One of the more interesting questions that I would like to address now is: Have you cut the nerves and attached them to another rather than bury them? What was the outcome?
What I tell my patients pre-operatively is that I will often make a ‘game time’ decision as to whether or not any particular nerve I am operating on can be saved or if it needs to be transected. That is because one can never predict what one will find once the nerve has been exposed - if it is too badly damaged, a decompression alone will not suffice. As I have mentioned in a previous blog post (Lions & Tigers & Neuromas…Oh my! – Nov 21, 2017), there are several possible options if a neuroma forms following a nerve transection and the same principles apply to a nerve that has just been cut on purpose:
- The cut nerve end can simply be freshened and implanted into the local muscle.
- The transected nerve end can be connected to a long, cadaveric nerve graft (i.e. an allograft). In this case, the surgeon would be utilizing the principle of distance in that it is unlikely the cut nerve would actually grow all the way through the entire graft and hence the end of the allograft would be passive and unlikely to cause pain.
- The nerve can be “re-innervated” via a procedure where the nerve is repaired end-to-side or end-to-end to another sensory (or perhaps even motor) nerve. This ‘re-innervation’ procedure is often used to help amputees power the newer myoelectric/bionic prosthetics that appear on the news from time to time and can also be used during migraine surgery.
It is almost always possible to find another nerve (let’s call it the recipient nerve), adjacent to the nerve that has been cut (let’s call that one the donor nerve), to attach the cut nerve to. However, any time one operates on any nerve, there is always a possibility that the nerve being manipulated may be injured.

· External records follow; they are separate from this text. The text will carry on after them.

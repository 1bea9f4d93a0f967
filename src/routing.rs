//! Application router configuration.

use axum::{
    Json, Router,
    http::StatusCode,
    response::{IntoResponse, Response},
    routing::get,
};
use serde_json::json;
use tower_http::cors::CorsLayer;

use crate::{
    AppState,
    analytics::{
        get_all_transactions, get_categories, get_combined_data, get_price_ranges,
        get_search_results, get_stats,
    },
    endpoints,
    stores::TransactionStore,
};

/// Return a router with all the app's routes.
///
/// Any origin may call the API.
pub fn build_router<T>(state: AppState<T>) -> Router
where
    T: TransactionStore + Clone + 'static,
{
    Router::new()
        .route(endpoints::ROOT, get(get_index_page))
        .route(endpoints::ALL_TRANSACTIONS, get(get_all_transactions::<T>))
        .route(endpoints::STATS, get(get_stats::<T>))
        .route(endpoints::PRICE_RANGES, get(get_price_ranges::<T>))
        .route(endpoints::CATEGORIES, get(get_categories::<T>))
        .route(endpoints::SEARCH, get(get_search_results::<T>))
        .route(endpoints::COMBINED_DATA, get(get_combined_data::<T>))
        .fallback(get_404_not_found)
        .layer(CorsLayer::permissive())
        .with_state(state)
}

/// The root path '/' confirms the server is up.
async fn get_index_page() -> &'static str {
    "Home!"
}

async fn get_404_not_found() -> Response {
    (StatusCode::NOT_FOUND, Json(json!({ "error": "Not found" }))).into_response()
}
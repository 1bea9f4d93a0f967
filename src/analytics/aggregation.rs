//! Sales statistics over a set of transactions.
//!
//! Every function here works on a slice that the caller has already narrowed
//! to one month, so that several statistics computed from the same slice agree
//! with each other.

use std::collections::HashMap;

use serde::Serialize;

use crate::transaction::Transaction;

/// The lower bound of each price range, in order. The last range is open ended.
const PRICE_RANGE_LOWER_BOUNDS: [f64; 10] = [
    1.0, 101.0, 201.0, 301.0, 401.0, 501.0, 601.0, 701.0, 801.0, 901.0,
];

/// The label of each price range, matching [PRICE_RANGE_LOWER_BOUNDS].
const PRICE_RANGE_LABELS: [&str; 10] = [
    "1-100",
    "101-200",
    "201-300",
    "301-400",
    "401-500",
    "501-600",
    "601-700",
    "701-800",
    "801-900",
    "901-above",
];

/// Revenue and sold counts for a month.
#[derive(Debug, Clone, PartialEq, Serialize)]
#[serde(rename_all = "camelCase")]
pub struct SaleSummary {
    /// The sum of all known prices, rounded to two decimal places.
    pub total_sale_amount: f64,
    /// The number of transactions marked as sold.
    pub total_sold_items: usize,
    /// The number of transactions marked as not sold.
    pub total_not_sold_items: usize,
}

/// The number of transactions whose price falls in one range.
#[derive(Debug, Clone, PartialEq, Serialize)]
#[serde(rename_all = "camelCase")]
pub struct PriceRangeCount {
    /// The range label, e.g. "101-200".
    pub price_range: &'static str,
    /// The number of transactions in the range.
    pub number_of_items: usize,
}

/// The number of transactions in one category.
///
/// `category` is `None` for the group of transactions without a category.
#[derive(Debug, Clone, PartialEq, Serialize)]
#[serde(rename_all = "camelCase")]
pub struct CategoryCount {
    /// The category shared by the group.
    pub category: Option<String>,
    /// The number of transactions in the group.
    pub number_of_items: usize,
}

/// Calculates the revenue and the number of sold and unsold items.
///
/// Transactions without a price add nothing to the revenue, and transactions
/// without a sold flag are counted as neither sold nor unsold.
pub fn summarize(transactions: &[Transaction]) -> SaleSummary {
    let total: f64 = transactions.iter().filter_map(|t| t.price).sum();

    let total_sold_items = transactions
        .iter()
        .filter(|t| t.sold == Some(true))
        .count();
    let total_not_sold_items = transactions
        .iter()
        .filter(|t| t.sold == Some(false))
        .count();

    SaleSummary {
        total_sale_amount: round_to_cents(total),
        total_sold_items,
        total_not_sold_items,
    }
}

/// Counts transactions into the ten fixed price ranges.
///
/// All ten ranges are always returned in ascending order, with a count of zero
/// for empty ranges. Prices below 1 and missing prices are not counted.
pub fn price_histogram(transactions: &[Transaction]) -> Vec<PriceRangeCount> {
    let mut counts = [0usize; PRICE_RANGE_LOWER_BOUNDS.len()];

    for price in transactions.iter().filter_map(|t| t.price) {
        if let Some(index) = price_range_index(price) {
            counts[index] += 1;
        }
    }

    PRICE_RANGE_LABELS
        .iter()
        .zip(counts)
        .map(|(&price_range, number_of_items)| PriceRangeCount {
            price_range,
            number_of_items,
        })
        .collect()
}

/// Counts transactions per category, largest group first.
///
/// Groups with the same count keep the order in which their category first
/// appears in `transactions`.
pub fn count_by_category(transactions: &[Transaction]) -> Vec<CategoryCount> {
    let mut index_by_category: HashMap<Option<&str>, usize> = HashMap::new();
    let mut groups: Vec<CategoryCount> = Vec::new();

    for transaction in transactions {
        let key = transaction.category.as_deref();

        let index = *index_by_category.entry(key).or_insert_with(|| {
            groups.push(CategoryCount {
                category: key.map(str::to_owned),
                number_of_items: 0,
            });
            groups.len() - 1
        });

        groups[index].number_of_items += 1;
    }

    // `sort_by` is stable, which gives the first-seen tie break.
    groups.sort_by(|a, b| b.number_of_items.cmp(&a.number_of_items));
    groups
}

/// The index of the price range containing `price`, if any.
fn price_range_index(price: f64) -> Option<usize> {
    PRICE_RANGE_LOWER_BOUNDS
        .iter()
        .rposition(|&lower_bound| price >= lower_bound)
}

fn round_to_cents(amount: f64) -> f64 {
    (amount * 100.0).round() / 100.0
}
//! Defines the transaction store trait.

use time::Month;

use crate::{Error, analytics::filter_by_month, transaction::Transaction};

/// Holds the sales transactions the analytics are computed from.
///
/// Transactions are written once by the seeder and only read afterwards, so
/// implementations may be shared between concurrent requests.
pub trait TransactionStore: Send + Sync {
    /// Retrieve every transaction in insertion order.
    ///
    /// # Errors
    /// Returns [Error::StoreUnavailable] if the transactions cannot be read.
    fn list_all(&self) -> Result<Vec<Transaction>, Error>;

    /// Retrieve the transactions sold in `month` of any year, in insertion order.
    ///
    /// The result must equal [TransactionStore::list_all] narrowed with
    /// [filter_by_month]. Implementers may override this to filter at the source.
    ///
    /// # Errors
    /// Returns [Error::StoreUnavailable] if the transactions cannot be read.
    fn list_by_month(&self, month: Month) -> Result<Vec<Transaction>, Error> {
        Ok(filter_by_month(&self.list_all()?, month))
    }

    /// Add `transactions` to the store as a single unit, returning how many were added.
    fn insert_many(&self, transactions: &[Transaction]) -> Result<usize, Error>;

    /// Get the total number of transactions in the store.
    fn count(&self) -> Result<usize, Error>;
}
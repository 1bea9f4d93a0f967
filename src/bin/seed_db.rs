use std::error::Error;
use std::path::Path;
use std::process::exit;

use clap::Parser;
use rusqlite::Connection;

use sales_insights::{
    seed::{DEFAULT_SEED_URL, SeedSource, seed_if_empty},
    stores::sqlite::create_app_state,
};

/// A utility for creating and seeding the database for sales_insights ahead of
/// starting the server.
#[derive(Parser, Debug)]
#[command(version, about, long_about = None)]
struct Args {
    /// File path to save the SQLite database to.
    #[arg(long, short, env = "DB_PATH")]
    output_path: String,

    /// URL or file path of the JSON product data.
    #[arg(long, short, env = "SEED_SOURCE", default_value = DEFAULT_SEED_URL)]
    source: String,
}

/// Create the database and fill it with the product data.
#[tokio::main]
async fn main() -> Result<(), Box<dyn Error>> {
    tracing_subscriber::fmt().with_target(false).init();

    let args = Args::parse();

    let output_path = Path::new(&args.output_path);

    match output_path.extension() {
        Some(extension) if !extension.is_empty() => {}
        _ => {
            eprintln!("Output path must include a file extension (e.g., 'sales.db').");
            exit(1);
        }
    }

    println!("Opening database at {output_path:#?}");
    let conn = Connection::open(output_path)?;
    let state = create_app_state(conn)?;

    let source = SeedSource::parse(&args.source);
    let inserted = seed_if_empty(&state.transaction_store, &source).await?;

    if inserted == 0 {
        println!("Database already seeded, nothing to do.");
    } else {
        println!("Success! Inserted {inserted} transactions.");
    }

    Ok(())
}
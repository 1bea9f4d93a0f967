//! Analytics module
//!
//! Derives monthly sales statistics from the stored transactions: revenue and
//! sold counts, a price range histogram, a category breakdown and a text search.

mod aggregation;
mod engine;
mod handlers;
mod month;
mod search;

pub use aggregation::{
    CategoryCount, PriceRangeCount, SaleSummary, count_by_category, price_histogram, summarize,
};
pub use engine::{AnalyticsEngine, CombinedReport};
pub use handlers::{
    SearchParams, get_all_transactions, get_categories, get_combined_data, get_price_ranges,
    get_search_results, get_stats,
};
pub use month::{filter_by_month, is_in_month, parse_month};
pub use search::{SearchQuery, search};
//! Populates an empty store with the product transaction dataset.
//!
//! Seeding happens once, before the server starts answering requests. After
//! that the transactions are never written again.

use std::{fmt::Display, path::PathBuf};

use serde::Deserialize;
use time::{OffsetDateTime, format_description::well_known::Rfc3339};

use crate::{Error, stores::TransactionStore, transaction::Transaction};

/// Where the product dataset is published.
pub const DEFAULT_SEED_URL: &str = "https://s3.amazonaws.com/roxiler.com/product_transaction.json";

/// Where to read seed data from.
#[derive(Debug, Clone, PartialEq)]
pub enum SeedSource {
    /// Download the JSON over HTTP(S).
    Url(String),
    /// Read the JSON from a local file.
    File(PathBuf),
}

impl SeedSource {
    /// Treat `source` as a URL if it has an HTTP(S) scheme, otherwise as a file path.
    pub fn parse(source: &str) -> Self {
        if source.starts_with("http://") || source.starts_with("https://") {
            Self::Url(source.to_owned())
        } else {
            Self::File(PathBuf::from(source))
        }
    }
}

impl Default for SeedSource {
    fn default() -> Self {
        Self::Url(DEFAULT_SEED_URL.to_owned())
    }
}

impl Display for SeedSource {
    fn fmt(&self, f: &mut std::fmt::Formatter<'_>) -> std::fmt::Result {
        match self {
            SeedSource::Url(url) => write!(f, "{url}"),
            SeedSource::File(path) => write!(f, "{}", path.display()),
        }
    }
}

/// One product as it appears in the seed data.
///
/// The sale date is kept as text so that a bad date drops just the date
/// instead of the whole dataset.
#[derive(Debug, Deserialize)]
#[serde(rename_all = "camelCase")]
struct SeedProduct {
    id: Option<i64>,
    title: Option<String>,
    price: Option<f64>,
    description: Option<String>,
    category: Option<String>,
    image: Option<String>,
    sold: Option<bool>,
    date_of_sale: Option<String>,
}

impl From<SeedProduct> for Transaction {
    fn from(product: SeedProduct) -> Self {
        let date_of_sale = product.date_of_sale.and_then(|raw_date| {
            OffsetDateTime::parse(&raw_date, &Rfc3339)
                .inspect_err(|error| {
                    tracing::warn!(
                        "ignoring invalid sale date {raw_date:?} for product {:?}: {error}",
                        product.id
                    )
                })
                .ok()
        });

        Transaction {
            id: product.id,
            title: product.title,
            price: product.price,
            description: product.description,
            category: product.category,
            image: product.image,
            sold: product.sold,
            date_of_sale,
        }
    }
}

/// Parse the seed data, a JSON array of products.
///
/// # Errors
/// Returns [Error::InvalidSeedData] if `json` is not an array of product objects.
pub fn parse_seed_data(json: &str) -> Result<Vec<Transaction>, Error> {
    let products: Vec<SeedProduct> =
        serde_json::from_str(json).map_err(|error| Error::InvalidSeedData(error.to_string()))?;

    Ok(products.into_iter().map(Transaction::from).collect())
}

/// Download or read the seed data and parse it.
///
/// # Errors
/// Returns [Error::SeedFetch] if the data cannot be fetched, or
/// [Error::InvalidSeedData] if it cannot be parsed.
pub async fn fetch_seed_data(source: &SeedSource) -> Result<Vec<Transaction>, Error> {
    let json = match source {
        SeedSource::Url(url) => fetch_url(url).await?,
        SeedSource::File(path) => tokio::fs::read_to_string(path)
            .await
            .map_err(|error| Error::SeedFetch(format!("{}: {error}", path.display())))?,
    };

    parse_seed_data(&json)
}

async fn fetch_url(url: &str) -> Result<String, Error> {
    let response = reqwest::get(url)
        .await
        .and_then(|response| response.error_for_status())
        .map_err(|error| Error::SeedFetch(error.to_string()))?;

    response
        .text()
        .await
        .map_err(|error| Error::SeedFetch(error.to_string()))
}

/// Fill `store` from `source` unless it already holds transactions.
///
/// Returns the number of transactions inserted, zero if the store was
/// already seeded. Either every transaction is inserted or none are.
///
/// # Errors
/// Returns an error if the store cannot be read or written, or if the seed
/// data cannot be fetched or parsed.
pub async fn seed_if_empty<T>(store: &T, source: &SeedSource) -> Result<usize, Error>
where
    T: TransactionStore + ?Sized,
{
    let existing = store.count()?;
    if existing > 0 {
        tracing::info!("Store already holds {existing} transactions, skipping seeding.");
        return Ok(0);
    }

    tracing::info!("Fetching seed data from {source}");
    let transactions = fetch_seed_data(source).await?;

    let inserted = store.insert_many(&transactions)?;
    tracing::info!("Inserted {inserted} transactions.");

    Ok(inserted)
}
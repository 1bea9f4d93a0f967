//! Sales Insights is a JSON API over a read-only set of product sales
//! transactions.
//!
//! For any calendar month, regardless of year, it reports the revenue and the
//! number of sold and unsold items, a histogram of prices, the number of items
//! per category, and a text search over the month's transactions.

#![warn(missing_docs)]

use std::{net::SocketAddr, time::Duration};

use axum_server::Handle;
use tokio::signal;

pub mod analytics;
mod app_state;
pub mod db;
pub mod endpoints;
mod error;
mod routing;
pub mod seed;
pub mod stores;
pub mod transaction;

pub use app_state::AppState;
pub use error::Error;
pub use routing::build_router;

/// An async task that waits for either the ctrl+c or terminate signal, whichever comes first, and
/// then signals the server to shut down gracefully.
///
/// `handle` is a handle to an Axum `Server`.
pub async fn graceful_shutdown(handle: Handle<SocketAddr>) {
    let ctrl_c = async {
        if let Err(error) = signal::ctrl_c().await {
            tracing::error!("failed to install Ctrl+C handler: {error}");
            std::future::pending::<()>().await;
        }
    };

    #[cfg(unix)]
    let terminate = async {
        match signal::unix::signal(signal::unix::SignalKind::terminate()) {
            Ok(mut stream) => {
                stream.recv().await;
            }
            Err(error) => {
                tracing::error!("failed to install signal handler: {error}");
                std::future::pending::<()>().await;
            }
        }
    };

    #[cfg(not(unix))]
    let terminate = std::future::pending::<()>();

    tokio::select! {
        _ = ctrl_c => {
            tracing::debug!("Received ctrl+c signal.");
            handle.graceful_shutdown(Some(Duration::from_secs(1)));
        },
        _ = terminate => {
            tracing::debug!("Received terminate signal.");
            handle.graceful_shutdown(Some(Duration::from_secs(1)));
        },
    }
}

Therefore, the surgeon must recognize the possible negative outcomes if the recipient nerve becomes damaged. After all, the recipient nerve, is presumably a normal nerve with no pathology relevant to the condition being treated.
If the recipient nerve is a purely sensory nerve and is injured inadvertently, then possible negative outcomes from damage to that nerve include decreased sensation, complete numbness, or chronic pain in a new location. If the recipient nerve is a purely motor nerve and is injured inadvertently, then the patient may experience weakness or even complete paralysis of the muscle which that nerve supplies.
Many of the recipient nerves in the neck region are motor nerves. If, for example, the greater occipital nerve is too damaged and must be cut, one can find a local motor nerve to which to attach it, but if that motor nerve is injured and stops working then the patient might experience neck weakness and may be unable to fully extend their neck. Therefore, in my humble opinion, if the surgeon is planning on manipulating those motor nerves, it should only be because there is no other option available to prevent a neuroma.
Since the other options noted above are readily available and often successful, I have never personally had to attach a cut occipital nerve to a recipient motor or sensory nerve. There are also no data on success rates with such re-innervation procedures for the treatment of chronic headaches. The take home message is as always - please have a frank discussion with your surgeon about what s/he is planning on doing if a nerve is too badly damaged and decompression may not be successful.